─── Records provided

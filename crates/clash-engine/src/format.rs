//! Weekday and time-range rendering.
//!
//! Used both inside conflict messages and by calling UI code to render
//! schedule summaries (duplicate previews, form hints) with the exact same
//! wording the engine produces.

/// 3-letter weekday labels indexed by the 0 = Sunday … 6 = Saturday domain.
const DAY_ABBREV: [&str; 7] = ["Sun", "Mon", "Tue", "Wed", "Thu", "Fri", "Sat"];

/// Full weekday names, same indexing.
const DAY_NAMES: [&str; 7] = [
    "Sunday",
    "Monday",
    "Tuesday",
    "Wednesday",
    "Thursday",
    "Friday",
    "Saturday",
];

/// Render a weekday set as sorted, deduplicated 3-letter abbreviations,
/// joined with `", "` (e.g. `[3, 1]` → `"Mon, Wed"`).
///
/// Out-of-range values render as `"?"` rather than panicking.
pub fn format_days(days: &[u8]) -> String {
    let mut days = days.to_vec();
    days.sort_unstable();
    days.dedup();
    days.iter()
        .map(|&d| DAY_ABBREV.get(d as usize).copied().unwrap_or("?"))
        .collect::<Vec<_>>()
        .join(", ")
}

/// Render a time range as `"HH:MM - HH:MM"` from already-normalized values.
pub fn format_time_range(start: &str, end: &str) -> String {
    format!("{start} - {end}")
}

/// Full weekday name for the 0-6 domain; `"Unknown"` for anything else.
pub fn day_name(day: u8) -> &'static str {
    DAY_NAMES.get(day as usize).copied().unwrap_or("Unknown")
}

// ── Tests ───────────────────────────────────────────────────────────────────
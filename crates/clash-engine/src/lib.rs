//! # clash-engine
//!
//! Deterministic conflict detection for weekly recurring class slots.
//!
//! Given a candidate schedule (a time-of-day window recurring on a set of
//! weekdays, tied to a room, a teacher, and a section within one school
//! year) and a snapshot of existing schedules, the engine reports every
//! independent reason the candidate cannot be booked: each existing record
//! that overlaps it in time and day may contribute up to three conflicts,
//! one per shared resource dimension.
//!
//! ## Modules
//!
//! - [`model`] — `Schedule`, canonical `ResourceId`, strict validation
//! - [`overlap`] — time normalization, interval intersection, day-set intersection
//! - [`conflict`] — the `detect_conflicts` entry point and conflict types
//! - [`format`] — weekday and time-range rendering used in conflict messages
//! - [`error`] — error types (strict-validation boundary only)
//!
//! ## Design Principle
//!
//! The engine is a pure, synchronous decision function: no I/O, no clock, no
//! shared state, linear in the number of existing schedules. Comparison
//! inputs arrive in heterogeneous shapes (times with or without seconds, ids
//! as numbers or strings), so everything is normalized before being compared;
//! anything the engine cannot interpret degrades to "no conflict" rather than
//! an error. Callers that want errors instead of silent degradation construct
//! records through [`Schedule::validated`].
//!
//! ## Advisory, not authoritative
//!
//! The engine evaluates a point-in-time snapshot supplied by the caller. Two
//! concurrent callers can both pass a conflict-free check and then both
//! persist, producing a real double-booking. The storage layer's own
//! constraints are the final arbiter; treat this engine as a pre-check for
//! user feedback, never as a correctness guarantee under concurrent writers.

pub mod conflict;
pub mod error;
pub mod format;
pub mod model;
pub mod overlap;

pub use conflict::{detect_conflicts, Conflict, ConflictKind};
pub use error::ScheduleError;
pub use format::{day_name, format_days, format_time_range};
pub use model::{ResourceId, Schedule};
pub use overlap::{days_intersect, intervals_overlap, normalize_time, time_to_minutes};
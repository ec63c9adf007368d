//! Conflict classification: the engine's main entry point.
//!
//! [`detect_conflicts`] walks the caller-supplied snapshot of existing
//! schedules once. A record that shares the candidate's school year, at
//! least one weekday, and an overlapping time window is a genuine collision;
//! it then contributes one [`Conflict`] per resource dimension the two
//! records share — room, teacher, section, in that fixed order. A single
//! record colliding on multiple dimensions yields multiple entries so the
//! caller learns every independent reason for rejection, not just the first.

use serde::Serialize;

use crate::format::{format_days, format_time_range};
use crate::model::{ResourceId, Schedule};
use crate::overlap::{days_intersect, intervals_overlap, normalize_time};

/// Which resource dimension collided.
#[derive(Debug, Clone, Copy, PartialEq, Eq, Serialize)]
#[serde(rename_all = "lowercase")]
pub enum ConflictKind {
    Room,
    Teacher,
    Section,
}

/// Fixed dimension-check order: room, teacher, section.
const DIMENSIONS: [ConflictKind; 3] = [
    ConflictKind::Room,
    ConflictKind::Teacher,
    ConflictKind::Section,
];

impl ConflictKind {
    /// Label used at the start of conflict messages.
    fn label(self) -> &'static str {
        match self {
            ConflictKind::Room => "Room",
            ConflictKind::Teacher => "Teacher",
            ConflictKind::Section => "Section",
        }
    }
}

/// One independent reason a candidate slot cannot be booked.
#[derive(Debug, Clone, PartialEq, Eq, Serialize)]
pub struct Conflict<'a> {
    /// The resource dimension that collided.
    #[serde(rename = "type")]
    pub kind: ConflictKind,
    /// Human-readable description: resource, colliding days, time range,
    /// school year.
    pub message: String,
    /// The existing record that caused the collision. Borrowed, never
    /// mutated.
    #[serde(rename = "conflictingSchedule")]
    pub schedule: &'a Schedule,
}

/// Check a candidate slot against a snapshot of existing schedules.
///
/// Returns every conflict found, in the iteration order of `existing`, with
/// same-record conflicts grouped and ordered room, teacher, section. An
/// empty snapshot yields an empty result.
///
/// `exclude_id` skips the record with that id — this is how an in-place
/// edit avoids conflicting with itself. The engine performs no other
/// self-exclusion; callers editing a persisted record must pass its id.
///
/// This function never panics or errors: records it cannot interpret
/// (unparseable times, missing day sets) simply contribute no conflicts.
/// That makes a call with malformed input an *unreliable* answer, not a
/// validated one — validate upstream (see [`Schedule::validated`]) before
/// treating an empty result as a go decision.
///
/// # Examples
///
/// ```
/// use clash_engine::{detect_conflicts, ConflictKind, ResourceId, Schedule};
///
/// let existing = vec![Schedule {
///     id: Some(ResourceId::from(1i64)),
///     room_id: ResourceId::from(5i64),
///     teacher_id: ResourceId::from(9i64),
///     section_id: ResourceId::from("G7-A"),
///     days_of_week: vec![3, 5],
///     start_time: "08:30".into(),
///     end_time: "09:30".into(),
///     school_year: "2024-2025".into(),
/// }];
/// let candidate = Schedule {
///     id: None,
///     room_id: ResourceId::from("5"),
///     teacher_id: ResourceId::from(12i64),
///     section_id: ResourceId::from("G7-A"),
///     days_of_week: vec![1, 3],
///     start_time: "08:00".into(),
///     end_time: "09:00".into(),
///     school_year: "2024-2025".into(),
/// };
///
/// let conflicts = detect_conflicts(&candidate, &existing, None);
/// let kinds: Vec<_> = conflicts.iter().map(|c| c.kind).collect();
/// assert_eq!(kinds, vec![ConflictKind::Room, ConflictKind::Section]);
/// ```
pub fn detect_conflicts<'a>(
    candidate: &Schedule,
    existing: &'a [Schedule],
    exclude_id: Option<&ResourceId>,
) -> Vec<Conflict<'a>> {
    let mut conflicts = Vec::new();

    for record in existing {
        if let (Some(skip), Some(id)) = (exclude_id, record.id.as_ref()) {
            if id == skip {
                continue;
            }
        }
        if record.school_year.trim() != candidate.school_year.trim() {
            continue;
        }
        if !days_intersect(&candidate.days_of_week, &record.days_of_week) {
            continue;
        }
        if !intervals_overlap(
            &candidate.start_time,
            &candidate.end_time,
            &record.start_time,
            &record.end_time,
        ) {
            continue;
        }

        // Genuine time/day collision; classify by shared resources.
        let shared = shared_days(&candidate.days_of_week, &record.days_of_week);
        for kind in DIMENSIONS {
            let (ours, theirs) = match kind {
                ConflictKind::Room => (&candidate.room_id, &record.room_id),
                ConflictKind::Teacher => (&candidate.teacher_id, &record.teacher_id),
                ConflictKind::Section => (&candidate.section_id, &record.section_id),
            };
            // Two absent identifiers are unknowns, not a shared resource.
            if !ours.is_absent() && ours == theirs {
                conflicts.push(Conflict {
                    kind,
                    message: conflict_message(kind, theirs, &shared, record),
                    schedule: record,
                });
            }
        }
    }

    conflicts
}

/// Sorted, deduplicated intersection of two day sets — the days on which
/// the collision actually occurs.
fn shared_days(a: &[u8], b: &[u8]) -> Vec<u8> {
    let mut days: Vec<u8> = a.iter().copied().filter(|d| b.contains(d)).collect();
    days.sort_unstable();
    days.dedup();
    days
}

fn conflict_message(
    kind: ConflictKind,
    id: &ResourceId,
    shared_days: &[u8],
    existing: &Schedule,
) -> String {
    format!(
        "{} {} is already booked on {} from {} in school year {}",
        kind.label(),
        id,
        format_days(shared_days),
        format_time_range(
            normalize_time(&existing.start_time),
            normalize_time(&existing.end_time),
        ),
        existing.school_year.trim(),
    )
}

// ── Tests ───────────────────────────────────────────────────────────────────
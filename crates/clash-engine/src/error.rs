//! Error types for the strict validation boundary.
//!
//! The conflict-detection path itself is total: it never returns an error,
//! it degrades to "no conflict" for anything it cannot interpret. Errors
//! only arise when a caller opts into strict construction via
//! [`Schedule::validated`](crate::Schedule::validated).

use thiserror::Error;

#[derive(Error, Debug)]
pub enum ScheduleError {
    #[error("Invalid time: {0}")]
    InvalidTime(String),

    #[error("Empty time range: {start} is not before {end}")]
    EmptyRange { start: String, end: String },

    #[error("Invalid weekday: {0} (expected 0-6, Sunday-Saturday)")]
    InvalidWeekday(u8),

    #[error("No days of week given")]
    NoDays,

    #[error("Empty school year")]
    EmptySchoolYear,
}

pub type Result<T> = std::result::Result<T, ScheduleError>;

──────

● Exercise directions: Search the listing for "interpret" and show every line where it occurs.

● Result below:
//! anything the engine cannot interpret degrades to "no conflict" rather than
/// This function never panics or errors: records it cannot interpret
//! it degrades to "no conflict" for anything it cannot interpret. Errors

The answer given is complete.